Lymphocyte-suppressing effect of simvastatin in mixed dyslipidemic patients but not impaired glucose tolerance patients

This study compared the effect of simvastatin on lymphocyte secretory function between patients with impaired glucose tolerance (IGT) (n = 30) and mixed dyslipidemia (n = 29). Lipid profile, glucose metabolism markers (fasting and 2-h post-glucose challenge glucose levels, HOMA-IR and glycated hemoglobin), plasma CRP levels and the release of interleukin-2 and interferon-γ by phytohemagglutinin-stimulated T lymphocytes were determined before and after 30 and 90 days of simvastatin administration (20 mg daily).

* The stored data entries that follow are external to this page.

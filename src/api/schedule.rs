//! Scheduled job endpoints

use std::sync::Arc;

use axum::extract::{Path, State};
use axum::http::StatusCode;
use axum::routing::{delete, get};
use axum::{Json, Router};
use serde::{Deserialize, Serialize};
use uuid::Uuid;

use super::{ApiError, ApiState};
use crate::scheduler::{JobInfo, SchedulerHandle};

#[derive(Debug, Deserialize)]
pub struct ScheduleRequest {
    pub command: String,
    /// Six or seven field cron expression
    pub cron: String,
}

#[derive(Debug, Serialize)]
pub struct ScheduleResponse {
    pub success: bool,
    pub message: String,
}

fn scheduler(state: &ApiState) -> Result<&SchedulerHandle, ApiError> {
    state
        .scheduler
        .as_ref()
        .ok_or(ApiError::Unavailable("task scheduler not available"))
}

async fn list_jobs(State(state): State<Arc<ApiState>>) -> Result<Json<Vec<JobInfo>>, ApiError> {
    Ok(Json(scheduler(&state)?.list()))
}

async fn create_job(
    State(state): State<Arc<ApiState>>,
    Json(request): Json<ScheduleRequest>,
) -> Result<(StatusCode, Json<JobInfo>), ApiError> {
    let job = scheduler(&state)?
        .add(&request.command, &request.cron)
        .map_err(|e| ApiError::BadRequest(e.to_string()))?;
    Ok((StatusCode::CREATED, Json(job)))
}

async fn delete_job(
    State(state): State<Arc<ApiState>>,
    Path(id): Path<Uuid>,
) -> Result<Json<ScheduleResponse>, ApiError> {
    if scheduler(&state)?.remove(id) {
        Ok(Json(ScheduleResponse {
            success: true,
            message: format!("Removed task {id}"),
        }))
    } else {
        Err(ApiError::NotFound(format!("no task with id {id}")))
    }
}

pub fn router(state: Arc<ApiState>) -> Router {
    Router::new()
        .route("/schedule", get(list_jobs).post(create_job))
        .route("/schedule/{id}", delete(delete_job))
        .with_state(state)
}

Phytohemagglutinin-stimulated T cells from both IGT and mixed dyslipidemic subjects released significantly higher amounts of both cytokines than lymphocytes of 30 dyslipidemia-free individuals with normal glucose tolerance. Despite improving the lipid profile, simvastatin produced no effects on glucose metabolism markers in either treatment groups. The drug normalized the lymphocyte cytokine release and plasma hsCRP in mixed dyslipidemic patients but not in IGT patients. Our study indicates that the presence of mixed dyslipidemia and IGT is associated with the enhanced secretory function of human lymphocytes. Simvastatin is an effective lymphocyte-suppressing agent in mixed dyslipidemic patients but not in IGT patients.